- EXERCISE DIRECTIONS
In full and without edits, write out the data that follows.

- Collected data entries
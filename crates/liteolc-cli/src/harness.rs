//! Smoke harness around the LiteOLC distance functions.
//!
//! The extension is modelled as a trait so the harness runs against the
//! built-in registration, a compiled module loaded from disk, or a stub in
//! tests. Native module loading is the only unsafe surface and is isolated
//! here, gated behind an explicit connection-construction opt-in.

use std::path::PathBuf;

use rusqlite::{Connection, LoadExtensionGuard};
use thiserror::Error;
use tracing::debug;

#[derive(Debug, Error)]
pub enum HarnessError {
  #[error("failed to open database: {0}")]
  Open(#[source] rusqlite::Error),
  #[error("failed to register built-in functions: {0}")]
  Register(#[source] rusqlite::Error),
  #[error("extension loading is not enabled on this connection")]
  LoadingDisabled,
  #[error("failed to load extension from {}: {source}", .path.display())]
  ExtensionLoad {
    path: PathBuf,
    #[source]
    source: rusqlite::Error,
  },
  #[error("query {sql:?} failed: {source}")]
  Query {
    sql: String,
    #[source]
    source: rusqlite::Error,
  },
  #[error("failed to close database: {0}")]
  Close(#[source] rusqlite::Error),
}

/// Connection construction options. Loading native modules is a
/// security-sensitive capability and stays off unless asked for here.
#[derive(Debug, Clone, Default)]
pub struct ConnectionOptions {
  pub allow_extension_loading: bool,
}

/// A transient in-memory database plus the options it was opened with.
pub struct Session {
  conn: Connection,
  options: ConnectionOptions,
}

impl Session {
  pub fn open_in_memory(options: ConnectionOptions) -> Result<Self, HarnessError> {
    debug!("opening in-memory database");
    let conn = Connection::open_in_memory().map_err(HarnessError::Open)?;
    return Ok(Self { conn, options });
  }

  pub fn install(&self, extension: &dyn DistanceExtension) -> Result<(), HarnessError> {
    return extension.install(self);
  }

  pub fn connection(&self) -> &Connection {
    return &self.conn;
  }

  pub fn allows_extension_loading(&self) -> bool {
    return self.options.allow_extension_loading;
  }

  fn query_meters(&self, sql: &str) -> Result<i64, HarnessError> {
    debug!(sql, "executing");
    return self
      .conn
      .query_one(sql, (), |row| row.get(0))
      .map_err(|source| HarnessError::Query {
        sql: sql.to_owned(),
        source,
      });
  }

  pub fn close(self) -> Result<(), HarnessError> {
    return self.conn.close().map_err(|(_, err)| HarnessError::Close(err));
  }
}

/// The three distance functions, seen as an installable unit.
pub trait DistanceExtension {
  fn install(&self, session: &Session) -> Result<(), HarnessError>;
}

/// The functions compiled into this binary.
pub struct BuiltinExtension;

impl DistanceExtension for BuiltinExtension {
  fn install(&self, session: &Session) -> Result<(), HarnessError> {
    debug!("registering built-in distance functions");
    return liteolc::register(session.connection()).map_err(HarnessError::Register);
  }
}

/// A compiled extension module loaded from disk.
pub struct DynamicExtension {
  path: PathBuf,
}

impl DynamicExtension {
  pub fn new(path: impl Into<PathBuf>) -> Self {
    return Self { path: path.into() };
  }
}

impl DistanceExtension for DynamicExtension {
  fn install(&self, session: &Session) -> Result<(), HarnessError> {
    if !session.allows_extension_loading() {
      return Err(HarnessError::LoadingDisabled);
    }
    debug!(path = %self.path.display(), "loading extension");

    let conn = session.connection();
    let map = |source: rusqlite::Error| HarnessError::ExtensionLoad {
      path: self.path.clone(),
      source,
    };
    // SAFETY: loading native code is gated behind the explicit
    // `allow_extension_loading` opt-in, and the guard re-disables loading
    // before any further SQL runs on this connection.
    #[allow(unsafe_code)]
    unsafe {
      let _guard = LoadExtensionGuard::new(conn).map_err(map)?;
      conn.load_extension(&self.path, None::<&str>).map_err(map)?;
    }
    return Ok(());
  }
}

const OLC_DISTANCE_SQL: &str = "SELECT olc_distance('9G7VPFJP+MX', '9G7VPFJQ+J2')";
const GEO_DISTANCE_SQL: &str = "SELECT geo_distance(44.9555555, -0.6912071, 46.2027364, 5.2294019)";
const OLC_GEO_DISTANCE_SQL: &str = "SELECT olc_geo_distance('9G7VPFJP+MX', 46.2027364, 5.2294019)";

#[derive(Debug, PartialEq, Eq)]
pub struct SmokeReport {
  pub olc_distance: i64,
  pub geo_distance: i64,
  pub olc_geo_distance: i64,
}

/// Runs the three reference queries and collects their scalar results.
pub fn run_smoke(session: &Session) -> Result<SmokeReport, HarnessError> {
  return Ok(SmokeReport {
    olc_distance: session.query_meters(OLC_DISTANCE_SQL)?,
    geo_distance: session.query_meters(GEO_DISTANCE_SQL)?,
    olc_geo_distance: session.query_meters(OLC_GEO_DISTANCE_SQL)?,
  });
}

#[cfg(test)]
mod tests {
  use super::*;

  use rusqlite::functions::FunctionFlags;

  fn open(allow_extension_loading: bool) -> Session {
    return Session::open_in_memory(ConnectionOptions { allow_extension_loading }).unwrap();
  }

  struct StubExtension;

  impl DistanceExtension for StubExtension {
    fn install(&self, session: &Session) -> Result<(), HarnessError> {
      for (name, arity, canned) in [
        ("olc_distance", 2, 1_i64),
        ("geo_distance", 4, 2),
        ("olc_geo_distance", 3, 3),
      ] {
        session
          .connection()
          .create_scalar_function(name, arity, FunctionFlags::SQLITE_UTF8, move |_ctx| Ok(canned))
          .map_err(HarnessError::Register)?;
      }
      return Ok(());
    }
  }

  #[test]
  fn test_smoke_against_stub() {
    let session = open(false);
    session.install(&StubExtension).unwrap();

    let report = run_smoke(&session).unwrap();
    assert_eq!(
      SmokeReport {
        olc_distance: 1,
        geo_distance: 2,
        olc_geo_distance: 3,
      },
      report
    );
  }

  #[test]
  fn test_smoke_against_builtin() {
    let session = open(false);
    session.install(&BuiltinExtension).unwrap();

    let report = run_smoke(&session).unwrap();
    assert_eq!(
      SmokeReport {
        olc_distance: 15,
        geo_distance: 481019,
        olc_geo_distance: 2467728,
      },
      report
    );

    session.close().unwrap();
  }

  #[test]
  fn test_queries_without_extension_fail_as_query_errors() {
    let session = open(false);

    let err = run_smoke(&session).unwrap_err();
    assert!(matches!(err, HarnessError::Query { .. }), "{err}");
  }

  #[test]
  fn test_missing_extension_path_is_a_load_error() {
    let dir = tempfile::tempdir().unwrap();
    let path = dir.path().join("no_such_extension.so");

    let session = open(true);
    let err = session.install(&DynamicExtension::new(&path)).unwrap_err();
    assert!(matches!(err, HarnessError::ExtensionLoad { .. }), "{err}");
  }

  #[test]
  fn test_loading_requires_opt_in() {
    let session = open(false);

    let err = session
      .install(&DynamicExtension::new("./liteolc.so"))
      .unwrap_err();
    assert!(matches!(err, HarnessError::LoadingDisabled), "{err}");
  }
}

- EXERCISE RESPONSE
filename crates/liteolc-cli/src/harness.rs
//! Smoke harness around the LiteOLC distance functions.
//!
//! The extension is modelled as a trait so the harness runs against the
//! built-in registration, a compiled module loaded from disk, or a stub in
//! tests. Native module loading is the only unsafe surface and is isolated
//! here, gated behind an explicit connection-construction opt-in.

use std::path::PathBuf;

use rusqlite::{Connection, LoadExtensionGuard};
use thiserror::Error;
use tracing::debug;

#[derive(Debug, Error)]
pub enum HarnessError {
  #[error("failed to open database: {0}")]
  Open(#[source] rusqlite::Error),
  #[error("failed to register built-in functions: {0}")]
  Register(#[source] rusqlite::Error),
  #[error("extension loading is not enabled on this connection")]
  LoadingDisabled,
  #[error("failed to load extension from {}: {source}", .path.display())]
  ExtensionLoad {
    path: PathBuf,
    #[source]
    source: rusqlite::Error,
  },
  #[error("query {sql:?} failed: {source}")]
  Query {
    sql: String,
    #[source]
    source: rusqlite::Error,
  },
  #[error("failed to close database: {0}")]
  Close(#[source] rusqlite::Error),
}

/// Connection construction options. Loading native modules is a
/// security-sensitive capability and stays off unless asked for here.
#[derive(Debug, Clone, Default)]
pub struct ConnectionOptions {
  pub allow_extension_loading: bool,
}

/// A transient in-memory database plus the options it was opened with.
pub struct Session {
  conn: Connection,
  options: ConnectionOptions,
}

impl Session {
  pub fn open_in_memory(options: ConnectionOptions) -> Result<Self, HarnessError> {
    debug!("opening in-memory database");
    let conn = Connection::open_in_memory().map_err(HarnessError::Open)?;
    return Ok(Self { conn, options });
  }

  pub fn install(&self, extension: &dyn DistanceExtension) -> Result<(), HarnessError> {
    return extension.install(self);
  }

  pub fn connection(&self) -> &Connection {
    return &self.conn;
  }

  pub fn allows_extension_loading(&self) -> bool {
    return self.options.allow_extension_loading;
  }

  fn query_meters(&self, sql: &str) -> Result<i64, HarnessError> {
    debug!(sql, "executing");
    return self
      .conn
      .query_one(sql, (), |row| row.get(0))
      .map_err(|source| HarnessError::Query {
        sql: sql.to_owned(),
        source,
      });
  }

  pub fn close(self) -> Result<(), HarnessError> {
    return self.conn.close().map_err(|(_, err)| HarnessError::Close(err));
  }
}

/// The three distance functions, seen as an installable unit.
pub trait DistanceExtension {
  fn install(&self, session: &Session) -> Result<(), HarnessError>;
}

/// The functions compiled into this binary.
pub struct BuiltinExtension;

impl DistanceExtension for BuiltinExtension {
  fn install(&self, session: &Session) -> Result<(), HarnessError> {
    debug!("registering built-in distance functions");
    return liteolc::register(session.connection()).map_err(HarnessError::Register);
  }
}

/// A compiled extension module loaded from disk.
pub struct DynamicExtension {
  path: PathBuf,
}

impl DynamicExtension {
  pub fn new(path: impl Into<PathBuf>) -> Self {
    return Self { path: path.into() };
  }
}

impl DistanceExtension for DynamicExtension {
  fn install(&self, session: &Session) -> Result<(), HarnessError> {
    if !session.allows_extension_loading() {
      return Err(HarnessError::LoadingDisabled);
    }
    debug!(path = %self.path.display(), "loading extension");

    let conn = session.connection();
    let map = |source: rusqlite::Error| HarnessError::ExtensionLoad {
      path: self.path.clone(),
      source,
    };
    // SAFETY: loading native code is gated behind the explicit
    // `allow_extension_loading` opt-in, and the guard re-disables loading
    // before any further SQL runs on this connection.
    #[allow(unsafe_code)]
    unsafe {
      let _guard = LoadExtensionGuard::new(conn).map_err(map)?;
      conn.load_extension(&self.path, None::<&str>).map_err(map)?;
    }
    return Ok(());
  }
}

const OLC_DISTANCE_SQL: &str = "SELECT olc_distance('9G7VPFJP+MX', '9G7VPFJQ+J2')";
const GEO_DISTANCE_SQL: &str = "SELECT geo_distance(44.9555555, -0.6912071, 46.2027364, 5.2294019)";
const OLC_GEO_DISTANCE_SQL: &str = "SELECT olc_geo_distance('9G7VPFJP+MX', 46.2027364, 5.2294019)";

#[derive(Debug, PartialEq, Eq)]
pub struct SmokeReport {
  pub olc_distance: i64,
  pub geo_distance: i64,
  pub olc_geo_distance: i64,
}

/// Runs the three reference queries and collects their scalar results.
pub fn run_smoke(session: &Session) -> Result<SmokeReport, HarnessError> {
  return Ok(SmokeReport {
    olc_distance: session.query_meters(OLC_DISTANCE_SQL)?,
    geo_distance: session.query_meters(GEO_DISTANCE_SQL)?,
    olc_geo_distance: session.query_meters(OLC_GEO_DISTANCE_SQL)?,
  });
}

#[cfg(test)]
mod tests {
  use super::*;

  use rusqlite::functions::FunctionFlags;

  fn open(allow_extension_loading: bool) -> Session {
    return Session::open_in_memory(ConnectionOptions { allow_extension_loading }).unwrap();
  }

  struct StubExtension;

  impl DistanceExtension for StubExtension {
    fn install(&self, session: &Session) -> Result<(), HarnessError> {
      for (name, arity, canned) in [
        ("olc_distance", 2, 1_i64),
        ("geo_distance", 4, 2),
        ("olc_geo_distance", 3, 3),
      ] {
        session
          .connection()
          .create_scalar_function(name, arity, FunctionFlags::SQLITE_UTF8, move |_ctx| Ok(canned))
          .map_err(HarnessError::Register)?;
      }
      return Ok(());
    }
  }

  #[test]
  fn test_smoke_against_stub() {
    let session = open(false);
    session.install(&StubExtension).unwrap();

    let report = run_smoke(&session).unwrap();
    assert_eq!(
      SmokeReport {
        olc_distance: 1,
        geo_distance: 2,
        olc_geo_distance: 3,
      },
      report
    );
  }

  #[test]
  fn test_smoke_against_builtin() {
    let session = open(false);
    session.install(&BuiltinExtension).unwrap();

    let report = run_smoke(&session).unwrap();
    assert_eq!(
      SmokeReport {
        olc_distance: 15,
        geo_distance: 481019,
        olc_geo_distance: 2467728,
      },
      report
    );

    session.close().unwrap();
  }

  #[test]
  fn test_queries_without_extension_fail_as_query_errors() {
    let session = open(false);

    let err = run_smoke(&session).unwrap_err();
    assert!(matches!(err, HarnessError::Query { .. }), "{err}");
  }

  #[test]
  fn test_missing_extension_path_is_a_load_error() {
    let dir = tempfile::tempdir().unwrap();
    let path = dir.path().join("no_such_extension.so");

    let session = open(true);
    let err = session.install(&DynamicExtension::new(&path)).unwrap_err();
    assert!(matches!(err, HarnessError::ExtensionLoad { .. }), "{err}");
  }

  #[test]
  fn test_loading_requires_opt_in() {
    let session = open(false);

    let err = session
      .install(&DynamicExtension::new("./liteolc.so"))
      .unwrap_err();
    assert!(matches!(err, HarnessError::LoadingDisabled), "{err}");
  }
}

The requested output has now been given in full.